[Start of section]

use serde::{Deserialize, Serialize};
use utoipa::ToSchema;

// ============= API Request/Response Types =============

#[derive(Debug, Serialize, Deserialize, ToSchema)]
pub struct ChatRequest {
    /// The user's question
    pub msg: String,
    /// Message kind; only `"text"` is produced by the bundled client
    #[serde(rename = "type", default = "default_message_type")]
    pub kind: String,
}

fn default_message_type() -> String {
    "text".to_string()
}

/// Response body of the non-streaming single-model chat route
#[derive(Debug, Serialize, Deserialize, ToSchema)]
pub struct SyncChatResponse {
    pub flow: String,
    pub refs: Vec<SyncReference>,
}

#[derive(Debug, Serialize, Deserialize, ToSchema, Clone, PartialEq)]
pub struct SyncReference {
    pub txt: String,
    pub link: String,
}

#[derive(Debug, Serialize, Deserialize, ToSchema)]
pub struct HealthResponse {
    pub status: String,
    pub providers: usize,
    pub search: String,
}

// ============= Research Types =============

/// One hit returned by the search capability.
#[derive(Debug, Serialize, Deserialize, ToSchema, Clone, PartialEq, Eq)]
pub struct SearchResult {
    pub title: String,
    pub content: String,
    pub url: String,
}

/// Display-ready citation for the `sources` event.
///
/// Serialized as `{"title", "url"}`, the shape the browser client renders.
#[derive(Debug, Serialize, Deserialize, ToSchema, Clone, PartialEq, Eq)]
pub struct Reference {
    #[serde(rename = "title")]
    pub label: String,
    pub url: String,
}

impl Reference {
    /// Build a reference from a search hit, labelled with the model that found it.
    pub fn from_result(model: &str, result: &SearchResult) -> Self {
        let url = if result.url.trim().is_empty() {
            "#".to_string()
        } else {
            result.url.clone()
        };

        Self {
            label: format!("[{}] {}", model, result.title),
            url,
        }
    }
}

/// Output of one provider pipeline run.
#[derive(Debug, Clone, PartialEq, Eq)]
pub struct ProviderReport {
    pub model: String,
    pub search_query: String,
    pub summary: String,
    pub refs: Vec<SearchResult>,
}

impl ProviderReport {
    /// Narrative block handed to the solver.
    pub fn narrative(&self) -> String {
        format!(
            "=== Expert report ({}) ===\nSearch query: {}\nConclusion: {}\n",
            self.model, self.search_query, self.summary
        )
    }

    /// References for this report, in search order.
    pub fn references(&self) -> Vec<Reference> {
        self.refs
            .iter()
            .map(|r| Reference::from_result(&self.model, r))
            .collect()
    }
}

// ============= Error Types =============

#[derive(Debug, thiserror::Error)]
pub enum AppError {
    #[error("Configuration error: {0}")]
    Configuration(String),

    #[error("LLM error: {0}")]
    LLM(String),

    #[error("Search error: {0}")]
    Search(String),

    #[error("Timed out after {0}s: {1}")]
    Timeout(u64, String),

    #[error("Invalid input: {0}")]
    InvalidInput(String),

    #[error("Internal error: {0}")]
    Internal(String),
}

impl axum::response::IntoResponse for AppError {
    fn into_response(self) -> axum::response::Response {
        let status = match self {
            AppError::InvalidInput(_) => axum::http::StatusCode::BAD_REQUEST,
            _ => axum::http::StatusCode::INTERNAL_SERVER_ERROR,
        };

        let body = serde_json::json!({
            "error": self.to_string()
        });

        (status, axum::Json(body)).into_response()
    }
}

pub type Result<T> = std::result::Result<T, AppError>;
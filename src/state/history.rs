#[cfg(test)]
#[path = "history_test.rs"]
mod history_test;

/// Session-storage key marking that the local history was purged.
pub const HISTORY_CLEARED_KEY: &str = "chat_history_cleared";

/// Key/value store that lives as long as the browser tab session.
pub trait SessionStore {
    fn get(&self, key: &str) -> Option<String>;
    fn set(&mut self, key: &str, value: &str);
    fn remove(&mut self, key: &str);
}

/// Whether this session still needs its one-time history purge.
pub fn needs_history_reset(store: &dyn SessionStore) -> bool {
    store.get(HISTORY_CLEARED_KEY).is_none()
}

pub fn mark_history_cleared(store: &mut dyn SessionStore) {
    store.set(HISTORY_CLEARED_KEY, "true");
}

/// Drop the flag so the next page load starts from a clean history.
pub fn forget_history_cleared(store: &mut dyn SessionStore) {
    store.remove(HISTORY_CLEARED_KEY);
}
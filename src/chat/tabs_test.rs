use std::time::Duration;

use super::*;
use crate::test_support::FakeView;

fn poll_loop() -> PollLoop {
    PollLoop::new(Duration::from_millis(3000), Duration::from_millis(10_000))
}

// =============================================================
// switch_to
// =============================================================

#[test]
fn switch_to_activates_only_target() {
    let mut view = FakeView::default();
    let mut session = ChatSession::default();
    let mut poll = poll_loop();

    switch_to(&mut view, &mut session, &mut poll, Channel::Trade);

    for channel in Channel::ALL {
        let c = view.container(channel);
        assert_eq!(c.tab_active, channel == Channel::Trade, "{channel}");
        assert_eq!(c.visible, channel == Channel::Trade, "{channel}");
    }
}

#[test]
fn switch_to_updates_current_and_fetches_immediately() {
    let mut view = FakeView::default();
    let mut session = ChatSession::default();
    session.cursors.advance(Channel::Private, 12);
    let mut poll = poll_loop();

    let switch = switch_to(&mut view, &mut session, &mut poll, Channel::Private);

    assert_eq!(session.current, Channel::Private);
    assert!(switch.shown);
    assert_eq!(switch.request, Some(FetchRequest { channel: Channel::Private, last_id: 12 }));
}

#[test]
fn switch_to_while_stopped_issues_no_fetch() {
    let mut view = FakeView::default();
    let mut session = ChatSession::default();
    let mut poll = poll_loop();
    poll.stop();

    let switch = switch_to(&mut view, &mut session, &mut poll, Channel::Clan);

    assert_eq!(session.current, Channel::Clan);
    assert!(switch.request.is_none());
}

#[test]
fn group_panel_visible_only_on_group_channel() {
    let mut view = FakeView::default();
    let mut session = ChatSession::default();
    let mut poll = poll_loop();

    switch_to(&mut view, &mut session, &mut poll, Channel::Group);
    assert!(view.group_panel_visible);

    switch_to(&mut view, &mut session, &mut poll, Channel::Groupchat);
    assert!(!view.group_panel_visible);
}

#[test]
fn switch_to_missing_container_still_switches_channel() {
    let mut view = FakeView::without(&[Channel::Alliance]);
    let mut session = ChatSession::default();
    let mut poll = poll_loop();

    let switch = switch_to(&mut view, &mut session, &mut poll, Channel::Alliance);

    assert!(!switch.shown);
    assert_eq!(session.current, Channel::Alliance);
    assert!(switch.request.is_some());
    assert!(view.containers.values().all(|c| !c.visible));
}

// =============================================================
// settle_layout
// =============================================================

#[test]
fn settle_layout_scrolls_when_auto_enabled() {
    let mut view = FakeView::default();
    view.fill(Channel::World, 40);
    let scroll = ScrollPolicy::default();

    assert!(settle_layout(&mut view, &scroll, Channel::World));
    assert!(scroll.is_at_bottom(&view.container(Channel::World).metrics()));
}

#[test]
fn settle_layout_respects_manual_override() {
    let mut view = FakeView::default();
    view.fill(Channel::World, 40);
    let mut scroll = ScrollPolicy::default();
    scroll.on_scroll(&view.container(Channel::World).metrics());

    assert!(!settle_layout(&mut view, &scroll, Channel::World));
    assert_eq!(view.container(Channel::World).scroll_to_bottom_calls, 0);
}
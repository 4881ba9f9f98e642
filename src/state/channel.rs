#[cfg(test)]
#[path = "channel_test.rs"]
mod channel_test;

use std::fmt;
use std::str::FromStr;

use serde::{Deserialize, Serialize};

/// Chat channel; one tab and one message container per variant.
#[derive(Clone, Copy, Debug, Default, PartialEq, Eq, Hash, PartialOrd, Ord, Serialize, Deserialize)]
#[serde(rename_all = "lowercase")]
pub enum Channel {
    #[default]
    World,
    Location,
    Private,
    Trade,
    Groupchat,
    Group,
    Clan,
    Alliance,
}

impl Channel {
    /// Every channel, in tab-strip order.
    pub const ALL: [Channel; 8] = [
        Channel::World,
        Channel::Location,
        Channel::Private,
        Channel::Trade,
        Channel::Groupchat,
        Channel::Group,
        Channel::Clan,
        Channel::Alliance,
    ];

    /// Wire name, also used as the `data-tab` attribute value.
    pub fn as_str(self) -> &'static str {
        match self {
            Self::World => "world",
            Self::Location => "location",
            Self::Private => "private",
            Self::Trade => "trade",
            Self::Groupchat => "groupchat",
            Self::Group => "group",
            Self::Clan => "clan",
            Self::Alliance => "alliance",
        }
    }

    /// Position in [`Channel::ALL`].
    pub fn index(self) -> usize {
        self as usize
    }

    /// Tab caption shown in the strip.
    pub fn label(self) -> &'static str {
        match self {
            Self::World => "World",
            Self::Location => "Location",
            Self::Private => "Private",
            Self::Trade => "Trade",
            Self::Groupchat => "Group chat",
            Self::Group => "Underworld",
            Self::Clan => "Clan",
            Self::Alliance => "Alliance",
        }
    }

    /// Only the `group` channel shows the auxiliary group panel.
    pub fn shows_group_panel(self) -> bool {
        self == Self::Group
    }
}

impl fmt::Display for Channel {
    fn fmt(&self, f: &mut fmt::Formatter<'_>) -> fmt::Result {
        f.write_str(self.as_str())
    }
}

#[derive(Debug, Clone, PartialEq, Eq, thiserror::Error)]
#[error("unknown chat channel: {0}")]
pub struct UnknownChannel(pub String);

impl FromStr for Channel {
    type Err = UnknownChannel;

    fn from_str(s: &str) -> Result<Self, Self::Err> {
        Self::ALL
            .into_iter()
            .find(|c| c.as_str() == s)
            .ok_or_else(|| UnknownChannel(s.to_owned()))
    }
}
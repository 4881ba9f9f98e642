//! Wire types for the chat HTTP endpoints.

#[cfg(test)]
#[path = "types_test.rs"]
mod types_test;

use serde::{Deserialize, Serialize};

use crate::state::channel::Channel;

/// `status` field carried by every chat endpoint response.
///
/// A missing or unrecognised status is `Unknown` and treated like `error`.
#[derive(Clone, Copy, Debug, Default, PartialEq, Eq, Serialize, Deserialize)]
#[serde(rename_all = "lowercase")]
pub enum ResponseStatus {
    Ok,
    Error,
    #[default]
    #[serde(other)]
    Unknown,
}

/// One chat line as produced by the server.
///
/// Fields are display-ready strings; `sender` and `text` may contain markup.
#[derive(Clone, Debug, PartialEq, Eq, Serialize, Deserialize)]
pub struct ChatMessage {
    pub time: String,
    pub sender: String,
    pub text: String,
}

/// Query for `GET /chat/get_messages/`.
#[derive(Clone, Copy, Debug, PartialEq, Eq)]
pub struct FetchRequest {
    pub channel: Channel,
    pub last_id: u64,
}

impl FetchRequest {
    pub fn query_pairs(&self) -> [(&'static str, String); 2] {
        [("tab", self.channel.as_str().to_owned()), ("last_id", self.last_id.to_string())]
    }
}

/// Body of `GET /chat/get_messages/`.
#[derive(Clone, Debug, PartialEq, Eq, Deserialize)]
pub struct FetchResponse {
    #[serde(default)]
    pub status: ResponseStatus,
    #[serde(default)]
    pub messages: Option<Vec<ChatMessage>>,
    #[serde(default)]
    pub last_id: Option<u64>,
    #[serde(default)]
    pub error: Option<String>,
}

/// Body of `POST /chat/send_message/`.
#[derive(Clone, Debug, PartialEq, Eq, Serialize)]
pub struct SendRequest {
    pub tab: Channel,
    pub text: String,
}

/// Response of `POST /chat/send_message/`.
#[derive(Clone, Debug, PartialEq, Eq, Deserialize)]
pub struct SendResponse {
    #[serde(default)]
    pub status: ResponseStatus,
    #[serde(default)]
    pub error: Option<String>,
}

/// Server-reported error text, or a placeholder when the server sent none.
pub fn server_error_text(error: Option<&str>) -> String {
    error.unwrap_or("unknown error").to_owned()
}
//! Browser helpers shared across the widget.
//!
//! SYSTEM CONTEXT
//! ==============
//! Utility modules isolate browser/environment concerns (cookies, session
//! storage) from the runtime so the runtime stays testable natively.

pub mod cookie;
pub mod session_storage;
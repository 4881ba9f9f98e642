//! Message rendering into channel containers.
//!
//! SECURITY
//! ========
//! [`MarkupPolicy::Raw`] (the default) inserts `sender` and `text` as markup,
//! exactly as the server sent them. Chat text can therefore inject HTML and
//! script into the page. Integrators who do not trust the server's markup
//! should configure `escaped` or `sanitized`.

#[cfg(test)]
#[path = "render_test.rs"]
mod render_test;

use serde::Deserialize;

use crate::net::types::ChatMessage;
use crate::state::channel::Channel;
use crate::state::scroll::{ScrollMetrics, ScrollPolicy};

/// Host UI surface the runtime drives.
///
/// The browser implementation lives in `components::chat_panel`; tests use
/// an in-memory double.
pub trait ChatView {
    /// Scroll geometry of a channel container, `None` when it is not mounted.
    fn container_metrics(&self, channel: Channel) -> Option<ScrollMetrics>;
    /// Append one line, given as markup, to a channel container.
    fn append_line(&mut self, channel: Channel, markup: &str);
    fn scroll_to_bottom(&mut self, channel: Channel);
    fn clear_container(&mut self, channel: Channel);
    fn set_tab_active(&mut self, channel: Channel, active: bool);
    fn set_container_visible(&mut self, channel: Channel, visible: bool);
    fn set_group_panel_visible(&mut self, visible: bool);
    fn input_text(&self) -> String;
    fn set_input_text(&mut self, text: &str);
    /// Blocking, user-facing error notice.
    fn alert(&mut self, message: &str);
}

/// How message fields are turned into markup.
#[derive(Clone, Copy, Debug, Default, PartialEq, Eq, Deserialize)]
#[serde(rename_all = "lowercase")]
pub enum MarkupPolicy {
    /// Insert server content verbatim.
    #[default]
    Raw,
    /// HTML-escape every field.
    Escaped,
    /// Keep safe formatting tags, strip scripts and event handlers.
    Sanitized,
}

fn escape_html(s: &str) -> String {
    let mut out = String::with_capacity(s.len());
    for ch in s.chars() {
        match ch {
            '&' => out.push_str("&amp;"),
            '<' => out.push_str("&lt;"),
            '>' => out.push_str("&gt;"),
            '"' => out.push_str("&quot;"),
            '\'' => out.push_str("&#x27;"),
            _ => out.push(ch),
        }
    }
    out
}

/// Render one message as a single `[time] sender: text` line.
pub fn format_line(msg: &ChatMessage, policy: MarkupPolicy) -> String {
    match policy {
        MarkupPolicy::Raw => format!("[{}] {}: {}", msg.time, msg.sender, msg.text),
        MarkupPolicy::Escaped => format!(
            "[{}] {}: {}",
            escape_html(&msg.time),
            escape_html(&msg.sender),
            escape_html(&msg.text)
        ),
        MarkupPolicy::Sanitized => {
            ammonia::clean(&format!("[{}] {}: {}", msg.time, msg.sender, msg.text))
        }
    }
}

#[derive(Clone, Copy, Debug, PartialEq, Eq)]
pub enum AppendOutcome {
    MissingContainer,
    Appended { count: usize, scrolled: bool },
}

/// Append `messages` to `channel` in order, then follow the new bottom only
/// if auto-scroll is on and the container was already at the bottom.
pub fn append_messages(
    view: &mut dyn ChatView,
    scroll: &ScrollPolicy,
    markup: MarkupPolicy,
    messages: &[ChatMessage],
    channel: Channel,
) -> AppendOutcome {
    let Some(before) = view.container_metrics(channel) else {
        log::warn!("no message container for channel {channel}; dropping {} messages", messages.len());
        return AppendOutcome::MissingContainer;
    };
    let was_at_bottom = scroll.is_at_bottom(&before);

    for msg in messages {
        view.append_line(channel, &format_line(msg, markup));
    }

    let scrolled = scroll.auto_scroll_enabled() && was_at_bottom;
    if scrolled {
        view.scroll_to_bottom(channel);
    }
    AppendOutcome::Appended { count: messages.len(), scrolled }
}
//! Networking for the chat endpoints.
//!
//! SYSTEM CONTEXT
//! ==============
//! `api` performs the HTTP calls and `types` defines the wire schema shared
//! with the runtime.

pub mod api;
pub mod types;
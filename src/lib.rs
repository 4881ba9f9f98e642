//! # chat-panel
//!
//! Leptos + WASM multi-channel chat widget.
//!
//! The widget polls a messages endpoint per channel, renders new lines into
//! one scrollable container per tab while respecting manual scroll-back,
//! and posts outbound messages with the CSRF token read from cookies.
//! Behavior lives in a browser-free runtime (`chat`), so everything except
//! the DOM bindings in `components` runs under native tests.

pub mod app;
pub mod chat;
pub mod components;
pub mod config;
pub mod error;
pub mod net;
pub mod state;
pub mod util;

#[cfg(test)]
mod test_support;

#[cfg(feature = "csr")]
use wasm_bindgen::prelude::*;

#[cfg(feature = "csr")]
#[wasm_bindgen(start)]
pub fn main() {
    console_error_panic_hook::set_once();
    if let Err(e) = console_log::init_with_level(log::Level::Debug) {
        web_sys::console::error_1(&format!("logger init failed: {e}").into());
    }
    leptos::mount::mount_to_body(app::App);
}
//! Collapsible side panels around the chat.

#[cfg(test)]
#[path = "panels_test.rs"]
mod panels_test;

/// The "System" panel under the chat, collapsed on load.
#[derive(Clone, Copy, Debug, Default, PartialEq, Eq)]
pub struct SystemPanel {
    pub expanded: bool,
}

impl SystemPanel {
    pub fn toggle(&mut self) {
        self.expanded = !self.expanded;
    }

    /// Toggle button caption; the arrow points the way the panel will move.
    pub fn caption(self) -> &'static str {
        if self.expanded { "System ▲" } else { "System ▼" }
    }
}
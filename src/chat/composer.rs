//! Outbound message composer.

#[cfg(test)]
#[path = "composer_test.rs"]
mod composer_test;

use super::render::ChatView;
use crate::error::ChatError;
use crate::net::types::{ResponseStatus, SendRequest, SendResponse, server_error_text};
use crate::state::session::ChatSession;

pub const SEND_FAILED_ALERT: &str = "Failed to send message";

#[derive(Clone, Debug, PartialEq, Eq)]
pub enum SendOutcome {
    /// Accepted; the input was cleared.
    Sent,
    /// Server answered with a non-`ok` status.
    Rejected(String),
    /// Request never got a usable answer.
    Failed,
}

/// Enter without Shift submits; Shift+Enter is left to the input.
pub fn is_submit_key(key: &str, shift: bool) -> bool {
    key == "Enter" && !shift
}

/// Build the request for the current input, or `None` if it is blank.
pub fn prepare_send(view: &dyn ChatView, session: &ChatSession) -> Option<SendRequest> {
    let input = view.input_text();
    let text = input.trim();
    if text.is_empty() {
        return None;
    }
    Some(SendRequest { tab: session.current, text: text.to_owned() })
}

/// Apply the server's answer. The input is only cleared on success; every
/// failure is surfaced with an alert and leaves the text for another try.
pub fn complete_send(view: &mut dyn ChatView, result: Result<SendResponse, ChatError>) -> SendOutcome {
    match result {
        Ok(resp) if resp.status == ResponseStatus::Ok => {
            view.set_input_text("");
            SendOutcome::Sent
        }
        Ok(resp) => {
            let error = server_error_text(resp.error.as_deref());
            view.alert(&format!("{SEND_FAILED_ALERT}: {error}"));
            SendOutcome::Rejected(error)
        }
        Err(err) => {
            log::error!("failed to send message: {err}");
            view.alert(SEND_FAILED_ALERT);
            SendOutcome::Failed
        }
    }
}

pub fn clear_input(view: &mut dyn ChatView) {
    view.set_input_text("");
}
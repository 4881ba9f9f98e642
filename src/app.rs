//! Root application component.

use leptos::prelude::*;

use crate::components::chat_panel::ChatPanel;
use crate::config::ChatConfig;
#[cfg(feature = "csr")]
use crate::config::CONFIG_ELEMENT_ID;

/// Reads the embedded configuration block, falling back to defaults when it
/// is absent or invalid.
pub fn load_config() -> ChatConfig {
    match config_source() {
        Some(json) => ChatConfig::from_json(&json).unwrap_or_else(|e| {
            log::warn!("invalid chat config, using defaults: {e}");
            ChatConfig::default()
        }),
        None => ChatConfig::default(),
    }
}

#[cfg(feature = "csr")]
fn config_source() -> Option<String> {
    web_sys::window()?
        .document()?
        .get_element_by_id(CONFIG_ELEMENT_ID)?
        .text_content()
}

#[cfg(not(feature = "csr"))]
fn config_source() -> Option<String> {
    None
}

/// Root application component.
#[component]
pub fn App() -> impl IntoView {
    let config = load_config();
    log::info!("chat panel starting on channel {}", config.initial_channel);

    view! { <ChatPanel config=config/> }
}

[End of section]

→ EXERCISE
Print only the lines that run from the start of the listing to the line bearing "pub struct SearchResult"; please keep the first line and that last one, exactly as they appear.

→ TASK SOLUTION
use serde::{Deserialize, Serialize};
use utoipa::ToSchema;

// ============= API Request/Response Types =============

#[derive(Debug, Serialize, Deserialize, ToSchema)]
pub struct ChatRequest {
    /// The user's question
    pub msg: String,
    /// Message kind; only `"text"` is produced by the bundled client
    #[serde(rename = "type", default = "default_message_type")]
    pub kind: String,
}

fn default_message_type() -> String {
    "text".to_string()
}

/// Response body of the non-streaming single-model chat route
#[derive(Debug, Serialize, Deserialize, ToSchema)]
pub struct SyncChatResponse {
    pub flow: String,
    pub refs: Vec<SyncReference>,
}

#[derive(Debug, Serialize, Deserialize, ToSchema, Clone, PartialEq)]
pub struct SyncReference {
    pub txt: String,
    pub link: String,
}

#[derive(Debug, Serialize, Deserialize, ToSchema)]
pub struct HealthResponse {
    pub status: String,
    pub providers: usize,
    pub search: String,
}

// ============= Research Types =============

/// One hit returned by the search capability.
#[derive(Debug, Serialize, Deserialize, ToSchema, Clone, PartialEq, Eq)]
pub struct SearchResult {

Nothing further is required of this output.